Cade Carmichael

Personal information
- Full name: Cade Mitchell Carmichael
- Born: 8 March 2002 (age 24) Pietermaritzburg, KwaZulu-Natal, South Africa
- Batting: Right-handed
- Bowling: Right-arm medium
- Role: All-rounder

International information
- National side: Ireland;
- Test debut (cap 30): 11 November 2025 v Bangladesh
- Last Test: 27 May 2026 v New Zealand
- ODI debut (cap 71): 21 May 2025 v West Indies
- Last ODI: 25 May 2025 v West Indies

Domestic team information
- 2022–present: Northern Knights

Career statistics
| Competition | Test | ODI | FC | LA |
| Matches | 3 | 3 | 9 | 32 |
| Runs scored | 106 | 64 | 496 | 981 |
| Batting average | 17.66 | 32.00 | 29.17 | 35.03 |
| 100s/50s | 0/1 | 0/0 | 1/3 | 2/6 |
| Top score | 59 | 48 | 124 | 107 |
| Balls bowled | – | – | 20 | 114 |
| Wickets | – | – | 1 | 6 |
| Bowling average | – | – | 26.00 | 18.33 |
| 5 wickets in innings | – | – | 0 | 0 |
| 10 wickets in match | – | – | 0 | 0 |
| Best bowling | – | – | 1/22 | 3/40 |
| Catches/stumpings | 1/– | 1/– | 5/– | 10/– |
- Source: Cricinfo, 3 June 2026

= Cade Carmichael =

South African-Irish cricketer (born 2002)

Cade Mitchell Carmichael (born 8 March 2002) is a South African-born Irish cricketer, currently playing for the Ireland National Team, Northern Knights in domestic cricket and Instonians in club cricket.

==Domestic career==
Carmichael was influenced by his brother and father, while playing backyard cricket matches. He captained the under-13 A for KwaZulu-Natal in 2015 and received two Cricket South Africa awards for his batting during the Inter Provincial tournament. In 2016, he was awarded Kwa-Zulu Natal Cricket Union (KZNCU) Under-13 Player of the Year award as he scored the fifth highest runs in the season and for his captaincy. He also represents under-17 and under-19 team of KwaZulu-Natal side. He was selected for the South African Under-17 regional camp in July 2018. On 7 October 2019, he played for Dolphins Premier League All Stars against Scotland XI.

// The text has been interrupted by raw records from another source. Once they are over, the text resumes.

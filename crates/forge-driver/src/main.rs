// Copyright (c) 2025 Geoffrey Huntley <ghuntley@ghuntley.com>. All rights reserved.
// SPDX-License-Identifier: Proprietary

//! Forge container driver command-line binary.

use std::process::ExitCode;
use std::sync::Arc;

use clap::Parser;
use forge_config::{ForgeConfig, KubernetesConfig, LogFormat};
use forge_containers::{
	AppContext, ClusterConnection, ContainerDriver, DriverOptions, KubernetesDriver,
};
use tracing_subscriber::{layer::SubscriberExt, util::SubscriberInitExt};

mod cli;
mod version;

use cli::{Args, Command};

#[tokio::main]
async fn main() -> ExitCode {
	// Parse CLI arguments
	let args = Args::parse();

	// Handle subcommands that do not touch the cluster
	if let Command::Version = args.command {
		println!("{}", version::format_version_info());
		return ExitCode::SUCCESS;
	}

	match run(args).await {
		Ok(()) => ExitCode::SUCCESS,
		Err(e) => {
			tracing::error!(error = %e, "forge-driver failed");
			eprintln!("error: {e}");
			ExitCode::FAILURE
		}
	}
}

async fn run(args: Args) -> Result<(), Box<dyn std::error::Error>> {
	let config = match &args.config {
		Some(path) => forge_config::load_config_with_file(path)?,
		None => forge_config::load_config()?,
	};

	init_tracing(&config);

	let app = Arc::new(AppContext {
		name: config.app.name.clone(),
		base_url: config.app.base_url.clone(),
	});
	let driver = KubernetesDriver::init(app, driver_options(&config.kubernetes)).await?;

	let output = match args.command {
		Command::Create(create) => {
			let (name, options) = create.into_options();
			serde_json::to_value(driver.create(&name, options).await?)?
		}
		Command::Remove(project) => {
			driver.remove(&project.name).await?;
			serde_json::json!({ "name": project.name, "removed": true })
		}
		Command::Details(project) => serde_json::to_value(driver.details(&project.name).await?)?,
		Command::Start(project) => serde_json::to_value(driver.start(&project.name).await?)?,
		Command::Stop(project) => serde_json::to_value(driver.stop(&project.name).await?)?,
		Command::Restart(project) => serde_json::to_value(driver.restart(&project.name).await?)?,
		Command::List => serde_json::to_value(driver.list_projects().await?)?,
		Command::Version => return Ok(()),
	};

	println!("{}", serde_json::to_string_pretty(&output)?);
	Ok(())
}

/// Logs go to stderr so stdout stays machine-readable.
fn init_tracing(config: &ForgeConfig) {
	let filter = tracing_subscriber::EnvFilter::try_from_default_env()
		.unwrap_or_else(|_| config.logging.level.clone().into());
	let registry = tracing_subscriber::registry().with(filter);

	match config.logging.format {
		LogFormat::Json => registry
			.with(
				tracing_subscriber::fmt::layer()
					.json()
					.with_writer(std::io::stderr),
			)
			.init(),
		LogFormat::Text => registry
			.with(tracing_subscriber::fmt::layer().with_writer(std::io::stderr))
			.init(),
	}
}

fn driver_options(config: &KubernetesConfig) -> DriverOptions {
	DriverOptions {
		namespace: config.namespace.clone(),
		default_image: config.default_image.clone(),
		container_port: config.container_port,
		service_port: config.service_port,
		image_pull_secrets: config.image_pull_secrets.clone(),
		ready_timeout_secs: config.ready_timeout_secs,
		max_projects: config.max_projects,
		domain: config.domain.clone(),
		ingress_class: config.ingress_class.clone(),
		stop_grace_period_secs: config.stop_grace_period_secs,
		cluster: ClusterConnection {
			kubeconfig: config.kubeconfig.clone(),
			context: config.context.clone(),
		},
	}
}

#[cfg(test)]
mod tests {
	use super::*;
	use std::path::PathBuf;

	#[test]
	fn default_config_matches_driver_defaults() {
		let from_config = driver_options(&KubernetesConfig::default());
		let defaults = DriverOptions::default();
		assert_eq!(from_config.namespace, defaults.namespace);
		assert_eq!(from_config.default_image, defaults.default_image);
		assert_eq!(from_config.container_port, defaults.container_port);
		assert_eq!(from_config.service_port, defaults.service_port);
		assert_eq!(from_config.ready_timeout_secs, defaults.ready_timeout_secs);
		assert_eq!(from_config.max_projects, defaults.max_projects);
		assert_eq!(
			from_config.stop_grace_period_secs,
			defaults.stop_grace_period_secs
		);
		assert!(from_config.cluster.is_ambient());
	}

	#[test]
	fn cluster_connection_comes_from_config() {
		let config = KubernetesConfig {
			kubeconfig: Some(PathBuf::from("/etc/forge/kubeconfig")),
			context: Some("prod".to_string()),
			..Default::default()
		};
		let options = driver_options(&config);
		assert_eq!(
			options.cluster,
			ClusterConnection {
				kubeconfig: Some(PathBuf::from("/etc/forge/kubeconfig")),
				context: Some("prod".to_string()),
			}
		);
	}
}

He originally from Pietermaritzburg and came to Ireland in 2021 to play for Railway Union. He was called up to the Northern Knights squad for an Interprovincial T20 in June 2022. He made his Twenty20 debut for Northern Knights in the 2022 Inter-Provincial Trophy on 10 June 2022. He made his List A debut on 4 July 2022, for Northern Knights in the 2022 Inter-Provincial Cup.

He made his first-class debut for Ireland Emerging on 25 November 2023. He scored his maiden century in first-class cricket against Afghanistan A on 9 April 2025. In 2025 while playing for Instonians, he opened the batting for the first time since his school days. He usually bats at the middle order.

== International career ==
Carmichael received a call-up to the Emerging Ireland squad to tour the West Indies in November 2023.

In March 2024 he was named in the Ireland Wolves squad for their tour of Nepal.

Carmichael was named in the Ireland squad to play the West Indies at home in a One Day International series in May 2025. Irish national selector Andrew White said that it was due to "his rise over the last couple of years" and "his ability to adapt his game to conditions". He made his debut for the team in the opening match of the series on 21 May 2025.